Identification of Potent Pyrazolo[4,3-h]quinazoline-3-carboxamides as Multi-Cyclin-Dependent Kinase Inhibitors

• Published in: Journal of medicinal chemistry Vol. 53; no. 5; pp. 2171 - 2187
• Main Authors: Traquandi, Gabriella, Ciomei, Marina, Ballinari, Dario, Casale, Elena, Colombo, Nicoletta, Croci, Valter, Fiorentini, Francesco, Isacchi, Antonella, Longo, Antonio, Mercurio, Ciro, Panzeri, Achille, Pastori, Wilma, Pevarello, Paolo, Volpi, Daniele, Roussel, Patrick, Vulpetti, Anna, Brasca, Maria Gabriella
• Format: Journal Article
• Language: English
• Published: WASHINGTON American Chemical Society 11.03.2010; Amer Chemical Soc
• Subjects: Animals; Antineoplastic Agents - chemical synthesis; Antineoplastic Agents - chemistry; Antineoplastic Agents - pharmacokinetics; Antineoplastic Agents - pharmacology; Area Under Curve; Cell Line, Tumor; Cell Proliferation - drug effects; Chemistry, Medicinal; Cyclin-Dependent Kinases - antagonists & inhibitors; Cyclin-Dependent Kinases - metabolism; Female; Half-Life; Inhibitory Concentration 50; Life Sciences & Biomedicine; Magnetic Resonance Spectroscopy; Mice; Mice, Inbred BALB C; Mice, Nude; Ovarian Neoplasms - drug therapy; Pharmacology & Pharmacy; Protein Kinase Inhibitors - chemical synthesis; Protein Kinase Inhibitors - chemistry; Protein Kinase Inhibitors - pharmacokinetics; Protein Kinase Inhibitors - pharmacology; Pyrazoles - chemical synthesis; Pyrazoles - chemistry; Pyrazoles - pharmacokinetics; Pyrazoles - pharmacology; Quinazolines - chemical synthesis; Quinazolines - chemistry; Quinazolines - pharmacokinetics; Quinazolines - pharmacology; Random Allocation; Science & Technology; Spectrometry, Mass, Electrospray Ionization; Structure-Activity Relationship; Xenograft Model Antitumor Assays; CELL-CYCLE; CANCER; DISCOVERY; CDK2
• ISSN: 0022-2623; 1520-4804
• DOI: 10.1021/jm901710h

Abnormal proliferation mediated by disruption of the mechanisms that keep the cell cycle under control is a hallmark of virtually all cancer cells.
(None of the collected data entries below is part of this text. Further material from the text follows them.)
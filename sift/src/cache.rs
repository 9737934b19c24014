//! Result cache
//!
//! Memoizes MatchSets under a short key derived from the canonical query.
//! Keys are lossy, so a hit is only honored when the stored canonical query
//! equals the requested one. Cache failures never fail a resolution: they
//! are logged and treated as a miss.

use crate::database::Database;
use crate::interface::{CacheError, CacheStore, MatchSet, SortOrder};
use chrono::Utc;
use once_cell::sync::Lazy;
use parking_lot::Mutex;
use regex::Regex;
use std::collections::HashMap;
use std::sync::Arc;
use std::time::Duration;

/// Prefix of every key written by the result cache
pub const CACHE_NAMESPACE: &str = "bs_";
/// Maximum cache key length, namespace included
pub const MAX_KEY_LEN: usize = 40;
/// Lifetime of a cached MatchSet
pub const DEFAULT_TTL: Duration = Duration::from_secs(7200);

static KEY_DISALLOWED: Lazy<Regex> = Lazy::new(|| Regex::new(r"[^A-Za-z0-9\-]").unwrap());

/// Replacement for the default key derivation. Its output is still
/// truncated to `MAX_KEY_LEN`.
pub type KeyDeriver = Arc<dyn Fn(&str) -> String + Send + Sync>;

/// Default cache key: spaces removed, anything outside `[A-Za-z0-9-]`
/// stripped, namespaced and truncated to 40 characters.
pub fn key_for(canonical_query: &str) -> String {
    let compact = canonical_query.replace(' ', "");
    let sanitized = KEY_DISALLOWED.replace_all(&compact, "");
    truncate_key(format!("{}{}", CACHE_NAMESPACE, sanitized))
}

fn truncate_key(mut key: String) -> String {
    if key.len() > MAX_KEY_LEN {
        let mut end = MAX_KEY_LEN;
        while !key.is_char_boundary(end) {
            end -= 1;
        }
        key.truncate(end);
    }
    key
}

// ─────────────────────────────────────────────────────────────────────────────
// Cache stores
// ─────────────────────────────────────────────────────────────────────────────

/// Process-local cache store
#[derive(Default)]
pub struct MemoryCache {
    entries: Mutex<HashMap<String, (Vec<u8>, i64)>>,
}

impl MemoryCache {
    pub fn new() -> Self {
        Self::default()
    }

    /// Live (unexpired) entry count
    pub fn len(&self) -> usize {
        let now = Utc::now().timestamp_millis();
        self.entries.lock().values().filter(|(_, expires)| *expires > now).count()
    }

    pub fn is_empty(&self) -> bool {
        self.len() == 0
    }

    /// Remove expired entries. Returns how many were dropped.
    pub fn purge_expired(&self) -> u64 {
        let now = Utc::now().timestamp_millis();
        let mut entries = self.entries.lock();
        let before = entries.len();
        entries.retain(|_, (_, expires)| *expires > now);
        (before - entries.len()) as u64
    }
}
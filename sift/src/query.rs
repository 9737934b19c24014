//! Query normalization
//!
//! Turns raw user input into a canonical query. Full-text eligible input is
//! passed through (the full-text index tokenizes it); everything else is
//! cleaned of quotes and commas and split into terms for substring matching.

use crate::settings::SearchSettings;
use once_cell::sync::Lazy;
use regex::Regex;

/// Words must be longer than this for full-text search to be worth using
pub const FULLTEXT_MIN_WORD_LEN: usize = 3;

static COMMA_SPACE: Lazy<Regex> = Lazy::new(|| Regex::new(r",\s+").unwrap());

/// Quote characters and their HTML entities, stripped outright
const QUOTE_SEQUENCES: [&str; 5] = ["&quot;", "&#039;", "&#39;", "\"", "'"];

/// A normalized search query
#[derive(Debug, Clone, PartialEq, Eq, Default)]
pub struct SearchQuery {
    canonical: String,
    terms: Vec<String>,
    fulltext: bool,
}

impl SearchQuery {
    /// Canonical form used for matching, cache keys and cache validation
    pub fn canonical(&self) -> &str {
        &self.canonical
    }

    /// Terms for substring matching; empty for full-text queries
    pub fn terms(&self) -> &[String] {
        &self.terms
    }

    /// Whether the query goes to the full-text index
    pub fn is_fulltext(&self) -> bool {
        self.fulltext
    }

    pub fn is_empty(&self) -> bool {
        self.canonical.is_empty()
    }
}

/// Normalize raw input according to the full-text settings.
///
/// Full-text is used only when enabled and at least one word is longer than
/// three characters; otherwise the term-splitting path runs.
pub fn normalize(raw: &str, settings: &SearchSettings) -> SearchQuery {
    let trimmed = raw.trim();
    if trimmed.is_empty() {
        return SearchQuery::default();
    }

    if settings.use_fulltext && is_fulltext_eligible(trimmed) {
        return SearchQuery {
            canonical: trimmed.to_string(),
            terms: Vec::new(),
            fulltext: true,
        };
    }

    normalize_terms(raw)
}

/// The term-splitting path, regardless of settings.
pub fn normalize_terms(raw: &str) -> SearchQuery {
    let mut cleaned = raw.trim().to_string();
    for quote in QUOTE_SEQUENCES {
        cleaned = cleaned.replace(quote, "");
    }
    let cleaned = COMMA_SPACE.replace_all(&cleaned, " ").replace(',', " ");

    let terms: Vec<String> = cleaned.split_whitespace().map(str::to_string).collect();
    SearchQuery {
        canonical: terms.join(" "),
        terms,
        fulltext: false,
    }
}

fn is_fulltext_eligible(query: &str) -> bool {
    query
        .split_whitespace()
        .any(|word| word.chars().count() > FULLTEXT_MIN_WORD_LEN)
}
Compounds targeting complexes between cyclin-dependent kinases (CDKs) and cyclins (Cy) and inhibiting their activity are regarded as promising antitumor agents to complement the existing therapies. An expansion of pyrazolo[4,3-h]quinazoline chemical class oriented to the development of three points of variability was undertaken leading to a series of compounds able to inhibit CDKs both in vitro and in vivo. Starting from the CDK selective but poorly soluble hit compound 1, we succeeded in obtaining several compounds showing enhanced inhibitory activity both on CDKs and on tumor cells and displaying improved physical properties and pharmacokinetic behavior. Our study led to the identification of compound 59 as a highly potent, orally bioavailable CDK inhibitor that exhibited significant in vivo efficacy on the A2780 ovarian carcinoma xenograft model. The demonstrated mechanisms of action of compound 59 on cancer cell lines and its ability to inhibit tumor growth in vivo render this compound very interesting as potential antineoplastic agent.